- **WHAT NEEDS TO BE DONE**: Below are entries; copy exactly the lines from the one with "magic[..head].copy_from_slice(&bytes[..head]);" through the one with "and PDF magic.", both included, and leave out the rest.
*** DATA SUPPLIED ***
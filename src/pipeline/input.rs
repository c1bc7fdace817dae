//! Input resolution: normalise a user-supplied path or URL to a local file.
//!
//! pdfium and lopdf both want a file-system path, so URL inputs are
//! downloaded into a `TempDir` that stays alive until processing completes.
//! The `%PDF` magic is checked up front on every path; a garbage file should
//! fail here with a readable error, not deep inside a PDF parser.

use crate::error::OcrError;
use std::path::{Path, PathBuf};
use tempfile::TempDir;
use tracing::{debug, info};

/// The resolved input — either a local path or a downloaded temp file.
#[derive(Debug)]
pub enum ResolvedInput {
    /// Input was already a local file.
    Local(PathBuf),
    /// Input was a URL; PDF downloaded to a temp directory.
    /// The `TempDir` is kept alive to prevent cleanup until processing completes.
    Downloaded { path: PathBuf, _temp_dir: TempDir },
}

impl ResolvedInput {
    /// Path to the PDF file regardless of how it was resolved.
    pub fn path(&self) -> &Path {
        match self {
            ResolvedInput::Local(p) => p,
            ResolvedInput::Downloaded { path, .. } => path,
        }
    }
}

/// Check if the input string looks like a URL.
pub fn is_url(input: &str) -> bool {
    input.starts_with("http://") || input.starts_with("https://")
}

/// Fail with [`OcrError::NotAPdf`] unless `bytes` starts with the PDF magic.
/// Inputs shorter than the magic (truncated downloads, empty files) fail
/// too, with the available bytes zero-padded into the reported magic.
pub(crate) fn check_pdf_magic(bytes: &[u8], path: &Path) -> Result<(), OcrError> {
    let mut magic = [0u8; 4];
    let head = bytes.len().min(4);
    magic[..head].copy_from_slice(&bytes[..head]);
    if &magic != b"%PDF" {
        return Err(OcrError::NotAPdf {
            path: path.to_path_buf(),
            magic,
        });
    }
    Ok(())
}

/// Resolve the input string to a local PDF file path.
///
/// URLs are downloaded to a temporary directory; local paths are validated
/// for existence, readability, and PDF magic.
pub async fn resolve_input(input: &str, timeout_secs: u64) -> Result<ResolvedInput, OcrError> {
    if is_url(input) {
        download_url(input, timeout_secs).await
    } else {
        resolve_local(input)
    }
}

fn resolve_local(path_str: &str) -> Result<ResolvedInput, OcrError> {
    let path = PathBuf::from(path_str);

    if !path.exists() {
        return Err(OcrError::FileNotFound { path });
    }

    let mut magic = [0u8; 4];
    match std::fs::File::open(&path) {
        Ok(mut f) => {
            use std::io::Read;
            let read = f.read(&mut magic).unwrap_or(0);
            check_pdf_magic(&magic[..read], &path)?;
        }
        Err(e) if e.kind() == std::io::ErrorKind::PermissionDenied => {
            return Err(OcrError::PermissionDenied { path });
        }
        Err(_) => {
            return Err(OcrError::FileNotFound { path });
        }
    }

    debug!("Resolved local PDF: {}", path.display());
    Ok(ResolvedInput::Local(path))
}

async fn download_url(url: &str, timeout_secs: u64) -> Result<ResolvedInput, OcrError> {
    info!("Downloading PDF from: {}", url);

    let client = reqwest::Client::builder()
        .timeout(std::time::Duration::from_secs(timeout_secs))
        .build()
        .map_err(|e| OcrError::DownloadFailed {
            url: url.to_string(),
            reason: e.to_string(),
        })?;

    let response = client.get(url).send().await.map_err(|e| {
        if e.is_timeout() {
            OcrError::DownloadTimeout {
                url: url.to_string(),
                secs: timeout_secs,
            }
        } else {
            OcrError::DownloadFailed {
                url: url.to_string(),
                reason: e.to_string(),
            }
        }
    })?;

    if !response.status().is_success() {
        return Err(OcrError::DownloadFailed {
            url: url.to_string(),
            reason: format!("HTTP {}", response.status()),
        });
    }

    let filename = filename_from_url(url);
    let temp_dir = TempDir::new().map_err(|e| OcrError::Internal(e.to_string()))?;
    let file_path = temp_dir.path().join(&filename);

    let bytes = response.bytes().await.map_err(|e| OcrError::DownloadFailed {
        url: url.to_string(),
        reason: e.to_string(),
    })?;

    check_pdf_magic(&bytes, &file_path)?;

    tokio::fs::write(&file_path, &bytes)
        .await
        .map_err(|e| OcrError::Internal(format!("Failed to write temp file: {}", e)))?;

    info!("Downloaded to: {}", file_path.display());

    Ok(ResolvedInput::Downloaded {
        path: file_path,
        _temp_dir: temp_dir,
    })
}

/// Extract a reasonable filename from the final URL path segment.
fn filename_from_url(url: &str) -> String {
    if let Ok(parsed) = reqwest::Url::parse(url) {
        if let Some(mut segments) = parsed.path_segments() {
            if let Some(last) = segments.next_back() {
                if !last.is_empty() && last.contains('.') {
                    return last.to_string();
                }
            }
        }
    }
    "downloaded.pdf".to_string()
}

#[cfg(test)]
mod tests {
    use super::*;
    use std::io::Write;

    #[test]
    fn url_detection() {
        assert!(is_url("https://example.com/doc.pdf"));
        assert!(is_url("http://example.com/doc.pdf"));
        assert!(!is_url("/tmp/doc.pdf"));
        assert!(!is_url("doc.pdf"));
        assert!(!is_url(""));
    }

    #[test]
    fn filename_falls_back_when_url_has_no_file_segment() {
        assert_eq!(filename_from_url("https://example.com/a/scan.pdf"), "scan.pdf");
        assert_eq!(filename_from_url("https://example.com/"), "downloaded.pdf");
        assert_eq!(filename_from_url("https://example.com/docs"), "downloaded.pdf");
    }

    #[tokio::test]
    async fn missing_file_is_not_found() {
        let err = resolve_input("/definitely/not/a/real/file.pdf", 5)
            .await
            .unwrap_err();
        assert!(matches!(err, OcrError::FileNotFound { .. }));
    }

    #[tokio::test]
    async fn non_pdf_magic_is_rejected() {
        let mut f = tempfile::NamedTempFile::new().unwrap();
        f.write_all(b"hello, this is plain text").unwrap();
        let err = resolve_input(f.path().to_str().unwrap(), 5)
            .await
            .unwrap_err();
        assert!(matches!(err, OcrError::NotAPdf { .. }));
    }

    #[tokio::test]
    async fn file_shorter_than_magic_is_rejected() {
        let mut f = tempfile::NamedTempFile::new().unwrap();
        f.write_all(b"%P").unwrap();
        let err = resolve_input(f.path().to_str().unwrap(), 5)
            .await
            .unwrap_err();
        assert!(matches!(err, OcrError::NotAPdf { .. }), "got: {err}");
    }

    #[test]
    fn empty_bytes_fail_the_magic_check() {
        let err = check_pdf_magic(b"", Path::new("x.pdf")).unwrap_err();
        assert!(matches!(err, OcrError::NotAPdf { magic: [0, 0, 0, 0], .. }));
    }

    #[tokio::test]
    async fn pdf_magic_is_accepted() {
        let mut f = tempfile::NamedTempFile::new().unwrap();
        f.write_all(b"%PDF-1.5\n...").unwrap();
        let resolved = resolve_input(f.path().to_str().unwrap(), 5).await.unwrap();
        assert_eq!(resolved.path(), f.path());
    }
}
*** End of DATA SUPPLIED ***
- **SOLVED EXERCISE**:
    magic[..head].copy_from_slice(&bytes[..head]);
    if &magic != b"%PDF" {
        return Err(OcrError::NotAPdf {
            path: path.to_path_buf(),
            magic,
        });
    }
    Ok(())
}

/// Resolve the input string to a local PDF file path.
///
/// URLs are downloaded to a temporary directory; local paths are validated
/// for existence, readability, and PDF magic.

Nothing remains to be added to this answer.